Maybe it's an weird question but I'll try to explain it as good I can. Currently I'm pentesting a website, for xss (cross site scripting). First I just tried, <script>alert(1)</script> and it resulted in [removed]alert(1)[removed], but also <scr<script> and those kinds of things, and I tried much more.

Now I finally got a working one: <input onfocus=alert("test") autofocus> and yes it really spits out 'test' but when i type alert(document.cookie) it already doesn't spit anything out anymore, also <input onfocus=alert("test lol") autofocus> doesn't spit anything out anymore, but like how can I now get the cookie? And why is it spitting out test, or ahihawiejawije but not ahjiahwe jijaja or test test, just one word? Also integers WORKS.

Also all html code, I try to in does work like <div> or <iframes> so how can I get the document.cookie spitted out on the page?

This is where I enter the XSS code: https://gyazo.com/d260e065a305941e92a414a321501134

And when I save it I can view it on this page: https://gyazo.com/723c1bff1d6fb7f3341a5b19cadcd264

But since the document.cookie one isn't working it'll just show an input bar, but when I replace the document.cookie just with "lol" it gives me this: "lol" (can't put more than 2 links bcz reputation) so it is working with lol.
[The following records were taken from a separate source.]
//! Integration tests for the sync protocol.
//!
//! These tests exercise the wire format and batch semantics the /sync
//! endpoint exposes, using the in-memory store. No database required.

use mend_engine::{
    Conflict, ConflictReason, MemoryStore, OpKind, Operation, Payload, SyncRequest, SyncSession,
};

/// Test helper to create a CREATE operation.
fn create_test_op(op_id: &str, entity_id: &str) -> Operation {
    Operation::create(
        op_id,
        entity_id,
        Payload::new().title("Test todo").description("Written offline"),
        "2024-01-31T12:00:00Z",
    )
}

#[cfg(test)]
mod protocol_tests {
    use super::*;

    #[test]
    fn test_operation_serialization() {
        let op = create_test_op("op-1", "todo-1");

        let json = serde_json::to_string(&op).unwrap();
        let parsed: Operation = serde_json::from_str(&json).unwrap();

        assert_eq!(op, parsed);
        assert!(json.contains("\"opId\":\"op-1\""));
        assert!(json.contains("\"entityId\":\"todo-1\""));
        assert!(json.contains("\"type\":\"CREATE\""));
    }

    #[test]
    fn test_sync_request_deserialization() {
        let json = r#"{
            "clientId": "device-123",
            "operations": [
                {
                    "opId": "op-1",
                    "entityId": "todo-1",
                    "type": "CREATE",
                    "payload": {"title": "Test", "description": "From the wire"},
                    "timestamp": "2024-01-31T12:00:00Z",
                    "baseVersion": null
                },
                {
                    "opId": "op-2",
                    "entityId": "todo-1",
                    "type": "DELETE",
                    "payload": null,
                    "timestamp": "2024-01-31T12:01:00Z"
                }
            ]
        }"#;

        let request: SyncRequest = serde_json::from_str(json).unwrap();

        assert_eq!(request.client_id, "device-123");
        assert_eq!(request.operations.len(), 2);
        assert_eq!(request.operations[0].kind, OpKind::Create);
        assert_eq!(request.operations[0].base_version, None);
        assert_eq!(request.operations[1].kind, OpKind::Delete);
        assert_eq!(request.operations[1].payload, None);
    }

    #[test]
    fn test_unknown_op_type_still_parses() {
        // Newer clients may send kinds this build does not know. Parsing
        // must succeed so the rest of the batch is still processed.
        let json = r#"{
            "clientId": "device-123",
            "operations": [
                {
                    "opId": "op-1",
                    "entityId": "todo-1",
                    "type": "ARCHIVE",
                    "payload": null,
                    "timestamp": "2024-01-31T12:00:00Z"
                }
            ]
        }"#;

        let request: SyncRequest = serde_json::from_str(json).unwrap();

        assert_eq!(
            request.operations[0].kind,
            OpKind::Unknown("ARCHIVE".to_string())
        );
    }

    #[test]
    fn test_delete_serializes_without_payload() {
        let op = Operation::delete("op-3", "todo-1", "2024-01-31T12:00:00Z");

        let json = serde_json::to_string(&op).unwrap();

        assert!(json.contains("\"type\":\"DELETE\""));
        assert!(!json.contains("\"payload\""));
    }

    #[test]
    fn test_sync_response_serialization() {
        let mut session = SyncSession::new(MemoryStore::new());
        let request = SyncRequest {
            client_id: "device-123".to_string(),
            operations: vec![
                create_test_op("op-1", "todo-1"),
                Operation::update("op-2", "ghost", Payload::new().title("x"), "t1"),
            ],
        };

        let response = session.sync(&request).unwrap();
        let json = serde_json::to_string(&response).unwrap();

        assert!(json.contains("\"acknowledgedOps\":[\"op-1\",\"op-2\"]"));
        assert!(json.contains("\"serverState\""));
        assert!(json.contains("\"entityId\":\"ghost\""));
        assert!(json.contains("\"reason\":\"Item not found\""));
        // Snapshots never expose the tombstone flag
        assert!(!json.contains("\"deleted\""));
    }

    #[test]
    fn test_conflict_reason_wire_strings() {
        let conflicts = vec![
            Conflict::new("todo-1", ConflictReason::NotFound),
            Conflict::new("todo-2", ConflictReason::UpdateOnDeleted),
        ];

        let json = serde_json::to_string(&conflicts).unwrap();

        assert!(json.contains("\"Item not found\""));
        assert!(json.contains("\"Cannot update deleted item\""));
    }

    #[test]
    fn test_replayed_request_acknowledges_identically() {
        let mut session = SyncSession::new(MemoryStore::new());
        let request = SyncRequest {
            client_id: "device-123".to_string(),
            operations: vec![
                create_test_op("op-1", "todo-1"),
                Operation::update("op-2", "todo-1", Payload::new().title("Renamed"), "t1"),
            ],
        };

        let first = session.sync(&request).unwrap();
        let replay = session.sync(&request).unwrap();

        assert_eq!(first.acknowledged_ops, replay.acknowledged_ops);
        assert_eq!(first.server_state, replay.server_state);
        assert_eq!(replay.server_state[0].version, 2);
    }

    #[test]
    fn test_full_sync_cycle_over_the_wire() {
        // Parse a request exactly as the handler receives it, process it,
        // and check the reply a client would read back.
        let json = r#"{
            "clientId": "device-123",
            "operations": [
                {
                    "opId": "op-1",
                    "entityId": "todo-1",
                    "type": "CREATE",
                    "payload": {"title": "Test", "description": "From the wire"},
                    "timestamp": "2024-01-31T12:00:00Z"
                },
                {
                    "opId": "op-2",
                    "entityId": "todo-1",
                    "type": "UPDATE",
                    "payload": {"title": "Renamed"},
                    "timestamp": "2024-01-31T12:05:00Z",
                    "baseVersion": 1
                }
            ]
        }"#;

        let request: SyncRequest = serde_json::from_str(json).unwrap();
        let mut session = SyncSession::new(MemoryStore::new());
        let response = session.sync(&request).unwrap();

        let reply = serde_json::to_value(&response).unwrap();
        assert_eq!(reply["acknowledgedOps"], serde_json::json!(["op-1", "op-2"]));
        assert_eq!(reply["serverState"][0]["title"], "Renamed");
        assert_eq!(reply["serverState"][0]["description"], "From the wire");
        assert_eq!(reply["serverState"][0]["version"], 2);
        assert_eq!(reply["conflicts"], serde_json::json!([]));
    }
}
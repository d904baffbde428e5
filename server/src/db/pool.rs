//! Database connection pool management.

use sqlx::postgres::PgPoolOptions;
use sqlx::PgPool;
use std::time::Duration;

/// Type alias for the database pool.
pub type Pool = PgPool;

/// Create a new database connection pool.
///
/// Acquisition is bounded so a stalled database surfaces as a store
/// failure the sync loop can skip, not as a hung request.
pub async fn create_pool(database_url: &str) -> Result<Pool, sqlx::Error> {
    PgPoolOptions::new()
        .max_connections(10)
        .acquire_timeout(Duration::from_secs(5))
        .connect(database_url)
        .await
}

/// Run database migrations.
pub async fn run_migrations(pool: &Pool) -> Result<(), sqlx::migrate::MigrateError> {
    sqlx::migrate!("./migrations").run(pool).await
}
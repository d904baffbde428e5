//! Database module for PostgreSQL persistence.

mod entities;
mod op_log;
mod pool;

pub use entities::*;
pub use op_log::*;
pub use pool::*;
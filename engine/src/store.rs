//! Storage contracts and the in-memory reference store.
//!
//! The engine never talks to a database directly. It works against the
//! traits here, and each backend supplies the one primitive the engine
//! cannot build itself: an atomic commit of an entity write together with
//! its idempotency ledger entry.

use crate::{Entity, EntityId, OperationId, StoreError};
use std::collections::{HashMap, HashSet};

/// Keyed store of entity state, tombstones included.
pub trait EntityStore {
    /// Fetch an entity by id, whether live or tombstoned.
    fn get(&self, id: &str) -> Result<Option<Entity>, StoreError>;

    /// Create or replace an entity.
    fn upsert(&mut self, entity: Entity) -> Result<(), StoreError>;

    /// All live entities, ordered by id.
    fn list_active(&self) -> Result<Vec<Entity>, StoreError>;
}

/// The idempotency ledger of processed operation ids.
pub trait OperationLog {
    /// Whether an operation id has already been recorded.
    fn contains(&self, op_id: &str) -> Result<bool, StoreError>;

    /// Record an operation id. Fails if the id is already present, the
    /// same way a unique index would.
    fn record(&mut self, op_id: &str) -> Result<(), StoreError>;
}

/// Combined storage handle with an atomic per-operation commit.
///
/// `commit` must persist the optional entity write and the ledger entry as
/// a single unit: if it fails, neither survives, which keeps the failed
/// operation safe to resubmit.
pub trait SyncStore: EntityStore + OperationLog {
    fn commit(&mut self, write: Option<Entity>, op_id: &str) -> Result<(), StoreError>;
}

/// In-memory reference implementation of [`SyncStore`].
///
/// Single-threaded and non-durable. It exists to run the engine in tests
/// and embedded scenarios, and to document the contract durable backends
/// must match.
#[derive(Debug, Clone, Default)]
pub struct MemoryStore {
    entities: HashMap<EntityId, Entity>,
    ledger: HashSet<OperationId>,
    fail_commits: u32,
}

impl MemoryStore {
    /// Create an empty store.
    pub fn new() -> Self {
        Self::default()
    }

    /// Make the next `n` commits fail with a store error.
    ///
    /// Fault injection hook: failed commits must leave both the entity
    /// table and the ledger untouched, and callers exercise exactly that.
    pub fn fail_next_commits(&mut self, n: u32) {
        self.fail_commits = n;
    }

    /// Number of recorded operation ids.
    pub fn ledger_len(&self) -> usize {
        self.ledger.len()
    }

    /// Total number of stored entities, tombstones included.
    pub fn entity_count(&self) -> usize {
        self.entities.len()
    }
}

impl EntityStore for MemoryStore {
    fn get(&self, id: &str) -> Result<Option<Entity>, StoreError> {
        Ok(self.entities.get(id).cloned())
    }

    fn upsert(&mut self, entity: Entity) -> Result<(), StoreError> {
        self.entities.insert(entity.id.clone(), entity);
        Ok(())
    }

    fn list_active(&self) -> Result<Vec<Entity>, StoreError> {
        let mut active: Vec<Entity> = self
            .entities
            .values()
            .filter(|entity| entity.is_active())
            .cloned()
            .collect();
        active.sort_by(|a, b| a.id.cmp(&b.id));
        Ok(active)
    }
}

impl OperationLog for MemoryStore {
    fn contains(&self, op_id: &str) -> Result<bool, StoreError> {
        Ok(self.ledger.contains(op_id))
    }

    fn record(&mut self, op_id: &str) -> Result<(), StoreError> {
        if !self.ledger.insert(op_id.to_string()) {
            return Err(StoreError::new(format!(
                "operation already recorded: {op_id}"
            )));
        }
        Ok(())
    }
}

impl SyncStore for MemoryStore {
    fn commit(&mut self, write: Option<Entity>, op_id: &str) -> Result<(), StoreError> {
        if self.fail_commits > 0 {
            self.fail_commits -= 1;
            return Err(StoreError::new("injected commit failure"));
        }
        if self.ledger.contains(op_id) {
            return Err(StoreError::new(format!(
                "operation already recorded: {op_id}"
            )));
        }
        if let Some(entity) = write {
            self.entities.insert(entity.id.clone(), entity);
        }
        self.ledger.insert(op_id.to_string());
        Ok(())
    }
}

#[cfg(test)]
mod tests {
    use super::*;

    fn entity(id: &str) -> Entity {
        Entity::new(id, "title", "description", "t0")
    }

    #[test]
    fn upsert_and_get() {
        let mut store = MemoryStore::new();
        store.upsert(entity("task-1")).unwrap();

        let found = store.get("task-1").unwrap().unwrap();
        assert_eq!(found.id, "task-1");
        assert!(store.get("task-2").unwrap().is_none());
    }

    #[test]
    fn get_returns_tombstones() {
        let mut store = MemoryStore::new();
        let mut dead = entity("task-1");
        dead.mark_deleted("t1");
        store.upsert(dead).unwrap();

        let found = store.get("task-1").unwrap().unwrap();
        assert!(found.deleted);
    }

    #[test]
    fn list_active_excludes_tombstones_and_sorts() {
        let mut store = MemoryStore::new();
        store.upsert(entity("b")).unwrap();
        store.upsert(entity("a")).unwrap();
        let mut dead = entity("c");
        dead.mark_deleted("t1");
        store.upsert(dead).unwrap();

        let active = store.list_active().unwrap();
        let ids: Vec<&str> = active.iter().map(|e| e.id.as_str()).collect();
        assert_eq!(ids, vec!["a", "b"]);
    }

    #[test]
    fn ledger_records_once() {
        let mut store = MemoryStore::new();
        assert!(!store.contains("op-1").unwrap());

        store.record("op-1").unwrap();
        assert!(store.contains("op-1").unwrap());
        assert!(store.record("op-1").is_err());
        assert_eq!(store.ledger_len(), 1);
    }

    #[test]
    fn commit_writes_entity_and_ledger_together() {
        let mut store = MemoryStore::new();
        store.commit(Some(entity("task-1")), "op-1").unwrap();

        assert!(store.get("task-1").unwrap().is_some());
        assert!(store.contains("op-1").unwrap());
    }

    #[test]
    fn commit_without_write_records_ledger_only() {
        let mut store = MemoryStore::new();
        store.commit(None, "op-1").unwrap();

        assert_eq!(store.entity_count(), 0);
        assert!(store.contains("op-1").unwrap());
    }

    #[test]
    fn failed_commit_leaves_no_trace() {
        let mut store = MemoryStore::new();
        store.fail_next_commits(1);

        let err = store.commit(Some(entity("task-1")), "op-1");
        assert!(err.is_err());
        assert!(store.get("task-1").unwrap().is_none());
        assert!(!store.contains("op-1").unwrap());

        // Retry succeeds once the fault clears
        store.commit(Some(entity("task-1")), "op-1").unwrap();
        assert!(store.contains("op-1").unwrap());
    }

    #[test]
    fn commit_rejects_recorded_op() {
        let mut store = MemoryStore::new();
        store.commit(None, "op-1").unwrap();

        assert!(store.commit(Some(entity("task-1")), "op-1").is_err());
        assert!(store.get("task-1").unwrap().is_none());
    }
}
//! Unified error handling for the server.

use axum::{
    http::StatusCode,
    response::{IntoResponse, Response},
    Json,
};
use serde::Serialize;

/// Application error type.
///
/// Per-operation failures are isolated inside the sync loop and never reach
/// this type; what remains is the request-level path, where a database
/// fault means the authoritative snapshot cannot be produced.
#[derive(Debug, thiserror::Error)]
pub enum AppError {
    #[error("Database error: {0}")]
    Database(#[from] sqlx::Error),
}

/// Error response body.
#[derive(Serialize)]
struct ErrorResponse {
    error: String,
}

impl IntoResponse for AppError {
    fn into_response(self) -> Response {
        let (status, error_message) = match &self {
            AppError::Database(e) => {
                tracing::error!("Database error: {:?}", e);
                (
                    StatusCode::INTERNAL_SERVER_ERROR,
                    "Database error".to_string(),
                )
            }
        };

        let body = Json(ErrorResponse {
            error: error_message,
        });

        (status, body).into_response()
    }
}

/// Result type alias for handlers.
pub type Result<T> = std::result::Result<T, AppError>;
//! Error types for the Mend engine.

use thiserror::Error;

/// A transient storage fault.
///
/// Operations that fail with a store error are never recorded in the
/// idempotency ledger and never acknowledged, so resubmitting them
/// verbatim is always safe.
#[derive(Debug, Error, Clone, PartialEq, Eq)]
#[error("store failure: {0}")]
pub struct StoreError(String);

impl StoreError {
    /// Create a store error from any displayable cause.
    pub fn new(message: impl Into<String>) -> Self {
        Self(message.into())
    }
}

/// All possible errors from the Mend engine.
#[derive(Debug, Error, Clone, PartialEq, Eq)]
pub enum Error {
    // Validation errors
    #[error("missing required field: {0}")]
    MissingField(&'static str),

    #[error("operation payload is required")]
    MissingPayload,

    #[error("unsupported operation type: {0}")]
    UnknownOpKind(String),

    // Infrastructure errors
    #[error(transparent)]
    Store(#[from] StoreError),
}

impl Error {
    /// True when the operation itself is malformed and must be corrected
    /// before resubmission, as opposed to a transient fault worth retrying.
    pub fn is_validation(&self) -> bool {
        !matches!(self, Error::Store(_))
    }
}

/// Result type for engine operations.
pub type Result<T> = std::result::Result<T, Error>;

#[cfg(test)]
mod tests {
    use super::*;

    #[test]
    fn error_display() {
        let err = Error::MissingField("title");
        assert_eq!(err.to_string(), "missing required field: title");

        let err = Error::UnknownOpKind("UPSERT".into());
        assert_eq!(err.to_string(), "unsupported operation type: UPSERT");

        let err = Error::Store(StoreError::new("connection reset"));
        assert_eq!(err.to_string(), "store failure: connection reset");
    }

    #[test]
    fn validation_classification() {
        assert!(Error::MissingPayload.is_validation());
        assert!(Error::MissingField("title").is_validation());
        assert!(Error::UnknownOpKind("PATCH".into()).is_validation());
        assert!(!Error::Store(StoreError::new("timeout")).is_validation());
    }
}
So how is it possible that like one word, or one big word like AAAAAAAAA is working but not just 2 words like aaa aaa or document.cookie?

I'm just curious why printing out helloworld does work and hello world not.

The space, because of the messed-up HTML, starts another attribute.

Take a look in Chrome's inspector and the syntax highlighting makes it clear what's happening:

<input onfocus=alert("test lol") autofocus>

becomes:

enter image description here

Chrome attempts to fix the HTML, and lol") becomes another attribute. (I have no idea where the autofocus goes...) Nothing to do with the site's XSS protection (or lack thereof), just how the browser interprets the bad HTML.